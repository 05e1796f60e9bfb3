//! Domain records: typed stock rows, display rows, aggregated exchange rows.

use chrono::NaiveDate;
use serde::{Deserialize, Serialize};
use std::cmp::Ordering;

use crate::case::{camel_case, snake_case, start_case};

/// One (name, date) observation from the stock data resource.
///
/// Every field is optional: the typed parse keeps rows with blank or
/// malformed cells and leaves the gap for the mapper to render as `""`.
#[derive(Debug, Clone, Default, PartialEq, Serialize, Deserialize)]
pub struct StockRecord {
    pub name: Option<String>,
    pub market: Option<String>,
    pub date: Option<NaiveDate>,
    pub open_price: Option<f64>,
    pub close_price: Option<f64>,
    pub high_price: Option<f64>,
    pub low_price: Option<f64>,
    pub volume: Option<f64>,
}

/// Columns of the stock resource, in header order.
#[derive(Debug, Clone, Copy, PartialEq, Eq, Hash, Serialize, Deserialize)]
#[serde(rename_all = "snake_case")]
pub enum StockField {
    Name,
    Market,
    Date,
    OpenPrice,
    ClosePrice,
    HighPrice,
    LowPrice,
    Volume,
}

impl StockField {
    pub const ALL: [StockField; 8] = [
        StockField::Name,
        StockField::Market,
        StockField::Date,
        StockField::OpenPrice,
        StockField::ClosePrice,
        StockField::HighPrice,
        StockField::LowPrice,
        StockField::Volume,
    ];

    /// Header spelling in the CSV resource.
    pub fn as_str(self) -> &'static str {
        match self {
            StockField::Name => "name",
            StockField::Market => "market",
            StockField::Date => "date",
            StockField::OpenPrice => "open_price",
            StockField::ClosePrice => "close_price",
            StockField::HighPrice => "high_price",
            StockField::LowPrice => "low_price",
            StockField::Volume => "volume",
        }
    }

    /// Resolve a field from any casing: `closePrice`, `close_price`, `Close Price`.
    pub fn from_key(key: &str) -> Option<Self> {
        let snake = snake_case(key);
        Self::ALL.into_iter().find(|f| f.as_str() == snake)
    }

    /// Compare two records on this field. Absent values sort after present ones.
    pub fn compare(self, a: &StockRecord, b: &StockRecord) -> Ordering {
        match self {
            StockField::Name => cmp_option(&a.name, &b.name, |x, y| x.cmp(y)),
            StockField::Market => cmp_option(&a.market, &b.market, |x, y| x.cmp(y)),
            StockField::Date => cmp_option(&a.date, &b.date, |x, y| x.cmp(y)),
            StockField::OpenPrice => cmp_option(&a.open_price, &b.open_price, f64::total_cmp),
            StockField::ClosePrice => cmp_option(&a.close_price, &b.close_price, f64::total_cmp),
            StockField::HighPrice => cmp_option(&a.high_price, &b.high_price, f64::total_cmp),
            StockField::LowPrice => cmp_option(&a.low_price, &b.low_price, f64::total_cmp),
            StockField::Volume => cmp_option(&a.volume, &b.volume, f64::total_cmp),
        }
    }

    pub fn column(self) -> Column {
        Column::from_key(self.as_str())
    }
}

fn cmp_option<T>(a: &Option<T>, b: &Option<T>, cmp: impl Fn(&T, &T) -> Ordering) -> Ordering {
    match (a, b) {
        (Some(x), Some(y)) => cmp(x, y),
        (Some(_), None) => Ordering::Less,
        (None, Some(_)) => Ordering::Greater,
        (None, None) => Ordering::Equal,
    }
}

/// Stock row with every value rendered for display.
#[derive(Debug, Clone, Default, PartialEq, Eq, Serialize, Deserialize)]
#[serde(rename_all = "camelCase")]
pub struct DisplayStockRecord {
    pub name: String,
    pub market: String,
    pub date: String,
    pub open_price: String,
    pub close_price: String,
    pub high_price: String,
    pub low_price: String,
    pub volume: String,
}

impl DisplayStockRecord {
    pub fn get(&self, field: StockField) -> &str {
        match field {
            StockField::Name => &self.name,
            StockField::Market => &self.market,
            StockField::Date => &self.date,
            StockField::OpenPrice => &self.open_price,
            StockField::ClosePrice => &self.close_price,
            StockField::HighPrice => &self.high_price,
            StockField::LowPrice => &self.low_price,
            StockField::Volume => &self.volume,
        }
    }
}

/// Daily exchange totals with a display date.
#[derive(Debug, Clone, Default, PartialEq, Serialize, Deserialize)]
#[serde(rename_all = "camelCase")]
pub struct AggregatedRecord {
    pub date: String,
    pub total_rev: f64,
    pub total_vol: f64,
}

/// A record from either data source.
#[derive(Debug, Clone, PartialEq)]
pub enum DataRecord {
    Stock(StockRecord),
    Aggregated(AggregatedRecord),
}

/// Table column derived from a record key.
#[derive(Debug, Clone, PartialEq, Eq, Serialize, Deserialize)]
pub struct Column {
    pub key: String,
    pub label: String,
}

impl Column {
    pub fn from_key(key: &str) -> Self {
        Self {
            key: camel_case(key),
            label: start_case(key),
        }
    }
}

#[cfg(test)]
mod tests {
    use super::*;

    #[test]
    fn resolves_fields_from_any_casing() {
        assert_eq!(StockField::from_key("closePrice"), Some(StockField::ClosePrice));
        assert_eq!(StockField::from_key("close_price"), Some(StockField::ClosePrice));
        assert_eq!(StockField::from_key("Close Price"), Some(StockField::ClosePrice));
        assert_eq!(StockField::from_key("volume"), Some(StockField::Volume));
        assert_eq!(StockField::from_key("dividend"), None);
    }

    #[test]
    fn absent_values_sort_last() {
        let present = StockRecord {
            volume: Some(1.0),
            ..Default::default()
        };
        let absent = StockRecord::default();
        assert_eq!(StockField::Volume.compare(&present, &absent), Ordering::Less);
        assert_eq!(StockField::Volume.compare(&absent, &absent), Ordering::Equal);
    }

    #[test]
    fn column_from_key() {
        assert_eq!(
            StockField::OpenPrice.column(),
            Column {
                key: "openPrice".into(),
                label: "Open Price".into()
            }
        );
    }
}
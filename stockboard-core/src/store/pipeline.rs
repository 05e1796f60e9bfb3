//! The stock fetch pipeline: filter → sort → page window.

use tracing::debug;

use super::ordering::{clamp_window, page_window, SortOrder, SourceOrdering};
use crate::domain::{StockField, StockRecord};

/// Keep rows matching the name filter. Without a filter, rows with no name
/// are dropped (blank trailing lines, partial rows).
pub fn filter_by_name(records: Vec<StockRecord>, filter_name: Option<&str>) -> Vec<StockRecord> {
    records
        .into_iter()
        .filter(|r| match filter_name {
            Some(wanted) => r.name.as_deref() == Some(wanted),
            None => r.name.as_deref().is_some_and(|n| !n.is_empty()),
        })
        .collect()
}

/// Stable sort on `key`. Unknown keys leave the order untouched.
pub fn sort_records(records: &mut [StockRecord], key: &str, order: SortOrder) {
    let Some(field) = StockField::from_key(key) else {
        debug!(key, "unknown sort key, keeping input order");
        return;
    };
    match order {
        SortOrder::Asc => records.sort_by(|a, b| field.compare(a, b)),
        SortOrder::Desc => records.sort_by(|a, b| field.compare(b, a)),
    }
}

/// Run the full pipeline and return the rows for the current page.
pub fn select_stock_page(
    records: Vec<StockRecord>,
    ordering: &SourceOrdering,
    page_size: usize,
) -> Vec<StockRecord> {
    let total = records.len();
    let mut rows = filter_by_name(records, ordering.filter_name.as_deref());
    let matched = rows.len();

    sort_records(&mut rows, &ordering.key, ordering.order);

    let window = clamp_window(page_window(ordering.page, page_size), rows.len());
    debug!(
        total,
        matched,
        page = ordering.page,
        start = window.start,
        end = window.end,
        "selected stock page"
    );
    rows.drain(window).collect()
}
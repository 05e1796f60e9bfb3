//! Display formatting for dates and numbers.
//!
//! Formatting never fails. Invalid numbers still render to a string
//! ("NaN", "∞"), and callers that want an empty cell instead go through
//! [`Formatter::format_optional_number`], which is the one place that
//! fallback lives.

use chrono::{DateTime, NaiveDate, NaiveDateTime};
use serde::{Deserialize, Serialize};

/// Locale used for short dates and digit grouping.
#[derive(Debug, Clone, Copy, Default, PartialEq, Eq, Serialize, Deserialize)]
pub enum Locale {
    #[default]
    #[serde(rename = "en-US")]
    EnUs,
    #[serde(rename = "en-GB")]
    EnGb,
    #[serde(rename = "de-DE")]
    DeDe,
    #[serde(rename = "iso")]
    Iso,
}

impl Locale {
    fn short_date_pattern(self) -> &'static str {
        match self {
            Locale::EnUs => "%-m/%-d/%Y",
            Locale::EnGb => "%d/%m/%Y",
            Locale::DeDe => "%-d.%-m.%Y",
            Locale::Iso => "%Y-%m-%d",
        }
    }

    /// (group separator, decimal separator)
    fn separators(self) -> (char, char) {
        match self {
            Locale::DeDe => ('.', ','),
            _ => (',', '.'),
        }
    }

    fn currency_after_amount(self) -> bool {
        matches!(self, Locale::DeDe)
    }
}

impl std::str::FromStr for Locale {
    type Err = String;

    fn from_str(s: &str) -> Result<Self, Self::Err> {
        match s.to_ascii_lowercase().replace('_', "-").as_str() {
            "en-us" | "en" => Ok(Locale::EnUs),
            "en-gb" => Ok(Locale::EnGb),
            "de-de" | "de" => Ok(Locale::DeDe),
            "iso" => Ok(Locale::Iso),
            other => Err(format!("unsupported locale '{other}'")),
        }
    }
}

/// Parse the date spellings found in stock CSV exports.
///
/// Accepts `YYYY-MM-DD`, `YYYY/MM/DD`, US `M/D/YYYY`, RFC 3339 timestamps
/// and naive `YYYY-MM-DD[T ]HH:MM:SS` timestamps.
pub fn parse_date(value: &str) -> Option<NaiveDate> {
    let value = value.trim();
    if value.is_empty() {
        return None;
    }

    for pattern in ["%Y-%m-%d", "%Y/%m/%d", "%m/%d/%Y"] {
        if let Ok(date) = NaiveDate::parse_from_str(value, pattern) {
            return Some(date);
        }
    }
    if let Ok(dt) = DateTime::parse_from_rfc3339(value) {
        return Some(dt.date_naive());
    }
    for pattern in ["%Y-%m-%dT%H:%M:%S", "%Y-%m-%d %H:%M:%S", "%Y-%m-%dT%H:%M:%S%.f"] {
        if let Ok(dt) = NaiveDateTime::parse_from_str(value, pattern) {
            return Some(dt.date());
        }
    }
    None
}

/// Locale + currency bundle applied by the mappers.
#[derive(Debug, Clone, PartialEq, Eq)]
pub struct Formatter {
    locale: Locale,
    currency: String,
}

impl Default for Formatter {
    fn default() -> Self {
        Self::new(Locale::EnUs, "USD")
    }
}

impl Formatter {
    pub fn new(locale: Locale, currency: impl Into<String>) -> Self {
        Self {
            locale,
            currency: currency.into().to_ascii_uppercase(),
        }
    }

    pub fn locale(&self) -> Locale {
        self.locale
    }

    pub fn currency(&self) -> &str {
        &self.currency
    }

    /// Render a date-like string as the locale's short date.
    /// Unparsable input yields an empty string.
    pub fn format_date(&self, value: &str) -> String {
        parse_date(value)
            .map(|d| self.format_naive_date(d))
            .unwrap_or_default()
    }

    pub fn format_naive_date(&self, date: NaiveDate) -> String {
        date.format(self.locale.short_date_pattern()).to_string()
    }

    /// Render a number as a currency amount (`currency = true`) or as a plain
    /// grouped number with at most three fraction digits.
    pub fn format_number(&self, value: f64, currency: bool) -> String {
        if value.is_nan() {
            return "NaN".to_string();
        }
        if value.is_infinite() {
            return if value < 0.0 { "-∞".into() } else { "∞".into() };
        }

        if currency {
            let decimals = currency_minor_units(&self.currency);
            let amount = self.group_fixed(value.abs(), decimals, false);
            let symbol = currency_symbol(&self.currency);
            let sign = if value < 0.0 { "-" } else { "" };
            if self.locale.currency_after_amount() {
                format!("{sign}{amount}\u{a0}{symbol}")
            } else if symbol.len() == 3 && symbol.chars().all(|c| c.is_ascii_alphabetic()) {
                format!("{sign}{symbol}\u{a0}{amount}")
            } else {
                format!("{sign}{symbol}{amount}")
            }
        } else {
            let sign = if value < 0.0 { "-" } else { "" };
            format!("{sign}{}", self.group_fixed(value.abs(), 3, true))
        }
    }

    /// Number formatting with the empty-string fallback: `None` and NaN
    /// render as `""`.
    pub fn format_optional_number(&self, value: Option<f64>, currency: bool) -> String {
        match value {
            Some(v) if !v.is_nan() => self.format_number(v, currency),
            _ => String::new(),
        }
    }

    fn group_fixed(&self, value: f64, decimals: usize, trim_zeros: bool) -> String {
        let (group_sep, decimal_sep) = self.locale.separators();
        let fixed = format!("{value:.decimals$}");
        let (int_part, frac_part) = match fixed.split_once('.') {
            Some((i, f)) => (i, f),
            None => (fixed.as_str(), ""),
        };

        let mut grouped = String::with_capacity(int_part.len() + int_part.len() / 3);
        for (i, c) in int_part.chars().enumerate() {
            if i > 0 && (int_part.len() - i) % 3 == 0 {
                grouped.push(group_sep);
            }
            grouped.push(c);
        }

        let frac = if trim_zeros {
            frac_part.trim_end_matches('0')
        } else {
            frac_part
        };
        if !frac.is_empty() {
            grouped.push(decimal_sep);
            grouped.push_str(frac);
        }
        grouped
    }
}

fn currency_symbol(code: &str) -> &str {
    match code {
        "USD" => "$",
        "EUR" => "€",
        "GBP" => "£",
        "JPY" => "¥",
        "INR" => "₹",
        other => other,
    }
}

fn currency_minor_units(code: &str) -> usize {
    match code {
        "JPY" | "KRW" => 0,
        _ => 2,
    }
}
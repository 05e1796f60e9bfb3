//! Stockboard Core — the data-shaping pipeline behind the stock dashboard.
//!
//! This crate contains:
//! - CSV parser adapter (file, HTTP, inline) with generic and typed modes
//! - Record normalizer (camel-cased keys, numeric coercion)
//! - Locale-aware date/number formatter and the display mappers
//! - Store: per-source data slices, loading flags, sort/filter/page ordering
//! - CSV export and TOML configuration

pub mod case;
pub mod config;
pub mod domain;
pub mod export;
pub mod format;
pub mod mapper;
pub mod normalize;
pub mod source;
pub mod store;

pub use config::{ConfigError, DashboardConfig};
pub use domain::{AggregatedRecord, Column, DataRecord, DisplayStockRecord, StockField, StockRecord};
pub use format::{Formatter, Locale};
pub use normalize::{coerce_cell, normalize_rows, FieldValue, NormalizedRecord};
pub use source::{CsvProvider, CsvSource, SourceError, StockTable};
pub use store::{DataSource, FetchTicket, SortOrder, Sorting, SourceOrdering, Store, StoreError};

#[cfg(test)]
mod send_sync_checks {
    use super::*;

    fn assert_send<T: Send>() {}
    fn assert_sync<T: Sync>() {}

    /// Fetches may be parsed on a worker thread and committed later.
    #[test]
    fn fetch_types_are_send_sync() {
        assert_send::<Store>();
        assert_sync::<Store>();
        assert_send::<FetchTicket>();
        assert_send::<StockRecord>();
        assert_send::<StockTable>();
        assert_send::<NormalizedRecord>();
        assert_send::<StoreError>();
        assert_sync::<StoreError>();
    }

    #[test]
    fn sources_are_send_sync() {
        assert_send::<CsvSource>();
        assert_sync::<CsvSource>();
    }
}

============

WHAT YOU ARE ASKED TO DO: The answer must be one number: how many lines in the material above contain the word "grouped".

ANSWER BOX: 7